I understand an have used the java.util.Random class before to generate random numbers which is what I will use to do part (a), what I don't understand is how to use it to achieve the following

60 % of the time insert an object
(a) 10 % insert an Integer between 12 and 134
(b) 24 % insert a RationalNumber with num 0 to 8 and den 1 to 23
(c) 20 % insert a point with both coordinates between -4.6 and 37.5
(d) 6% insert another copy of the string “hello#” the number increasing each time)

40% of the time delete an object

i know i can calculate 10% of 70 = 7 and insert 7 integers, then calculate 24% of 70 = 17 and insert 17 RationalNumbers, etc but this wouldn't be random

S Gregg wrote:i know i can calculate 10% of 70 = 7 and insert 7 integers, then calculate 24% of 70 = 17 and insert 17 RationalNumbers, etc but this wouldn't be random

I have no idea what you are talking about here.
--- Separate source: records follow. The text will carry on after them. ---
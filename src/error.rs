//! Crate-wide error taxonomy.
//!
//! Every failure is reported synchronously at the call that caused it.
//! Model construction errors are programmer errors and never retriable;
//! only provider-classified timeouts are distinguished so callers can pick
//! a retry policy of their own.

use thiserror::Error;

/// Result type for lattice operations.
pub type Result<T> = std::result::Result<T, Error>;

/// Errors raised by the model, compiler, type mapping, and extraction layers.
#[derive(Error, Debug)]
pub enum Error {
    /// Mutation attempted on a frozen model node.
    #[error("{entity} is frozen and cannot be modified")]
    ModelLocked { entity: String },

    /// A cross-reference does not resolve, or removal would orphan a dependent.
    #[error("referential integrity violation on {entity}: {detail}")]
    ReferentialIntegrityViolation { entity: String, detail: String },

    /// Name already used in its container.
    #[error("{kind} '{name}' already exists in {container}")]
    DuplicateName {
        kind: &'static str,
        name: String,
        container: String,
    },

    /// Constraint added twice, or a second primary key.
    #[error("constraint '{name}' conflicts with an existing constraint on {table}")]
    DuplicateConstraint { name: String, table: String },

    /// Lookup miss on a named entity.
    #[error("{kind} '{name}' not found")]
    NotFound { kind: &'static str, name: String },

    /// Structurally invalid model definition (empty key, bad sequence bounds, ...).
    #[error("invalid model: {0}")]
    InvalidModel(String),

    /// An index column must name exactly one of a column or an expression.
    #[error("index column must reference exactly one of a column or an expression")]
    InvalidIndexColumn,

    /// Column reference resolves to no source of the enclosing statement.
    #[error("column '{column}' does not resolve to any source of {statement}")]
    UnboundColumnReference { column: String, statement: String },

    /// Structurally invalid statement or expression (wrong arity, empty insert, ...).
    #[error("invalid statement: {0}")]
    InvalidStatement(String),

    /// The dialect cannot render a construct.
    #[error("{feature} is not supported by the {dialect} dialect")]
    UnsupportedFeature { feature: String, dialect: String },

    /// Host value does not fit the target type.
    #[error("value {value} is out of range for {target}")]
    ValueOutOfRange { value: String, target: String },

    /// Wire value could not be decoded into the requested host type.
    #[error("unrecognized native value {value} for {target}")]
    UnrecognizedNativeValue { value: String, target: String },

    /// Host value kind does not match the declared type.
    #[error("type mismatch: expected {expected}, found {found}")]
    TypeMismatch { expected: String, found: String },

    /// Provider reported a server-side statement timeout.
    #[error("operation timed out: {0}")]
    OperationTimeout(String),

    /// Any other provider error.
    #[error("database error: {0}")]
    Database(String),

    /// SQLite driver error.
    #[error("sqlite error: {0}")]
    Sqlite(#[source] rusqlite::Error),
}

impl Error {
    pub(crate) fn locked(entity: impl Into<String>) -> Self {
        Error::ModelLocked {
            entity: entity.into(),
        }
    }

    pub(crate) fn integrity(entity: impl Into<String>, detail: impl Into<String>) -> Self {
        Error::ReferentialIntegrityViolation {
            entity: entity.into(),
            detail: detail.into(),
        }
    }

    pub(crate) fn duplicate(
        kind: &'static str,
        name: impl Into<String>,
        container: impl Into<String>,
    ) -> Self {
        Error::DuplicateName {
            kind,
            name: name.into(),
            container: container.into(),
        }
    }

    pub(crate) fn not_found(kind: &'static str, name: impl Into<String>) -> Self {
        Error::NotFound {
            kind,
            name: name.into(),
        }
    }

    pub(crate) fn unsupported(feature: impl Into<String>, dialect: impl Into<String>) -> Self {
        Error::UnsupportedFeature {
            feature: feature.into(),
            dialect: dialect.into(),
        }
    }

    pub(crate) fn out_of_range(value: impl ToString, target: impl ToString) -> Self {
        Error::ValueOutOfRange {
            value: value.to_string(),
            target: target.to_string(),
        }
    }

    pub(crate) fn unrecognized(value: impl ToString, target: impl ToString) -> Self {
        Error::UnrecognizedNativeValue {
            value: value.to_string(),
            target: target.to_string(),
        }
    }

    /// True when the provider classified this as a server-side timeout.
    pub fn is_timeout(&self) -> bool {
        matches!(self, Error::OperationTimeout(_))
    }

    /// Whether retrying the same call could succeed.
    ///
    /// The core never retries; this only tells callers which errors are
    /// transient. Timeouts are the single transient class.
    pub fn is_retriable(&self) -> bool {
        self.is_timeout()
    }
}

impl From<rusqlite::Error> for Error {
    fn from(err: rusqlite::Error) -> Self {
        crate::extract::classify_sqlite_error(err)
    }
}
Maybe if you elaborate on your algorithm, we can discuss whether it matches your requirement or not?

Personally, I was just talking about generating a random number between 0 and 100, and then depending on where the number falls, do different tasks.

S Gregg wrote:i know i can calculate 10% of 70 = 7 and insert 7 integers, then calculate 24% of 70 = 17 and insert 17 RationalNumbers, etc but this wouldn't be random

Because you're dealing with whole percentage points you can think of a dice with 100 sides numbered from 0 thru 99.

You divide the numbers into groups. The size of each group will determine the probability of that group being selected. For example a group with the numbers 0 thru 9 has a probability 10%. A group with numbers 10 thru 33 will have a probability of 24%. A group with numbers 34 through 53 will have a probability of 20%. Etcetera.

So although each number on the dice has an equal probability of showing up, the group it belongs to has a probability of being selected which is proportional to its size. In principle it doesn't matter which numbers belongs to which group but using intervals is convenient programatically.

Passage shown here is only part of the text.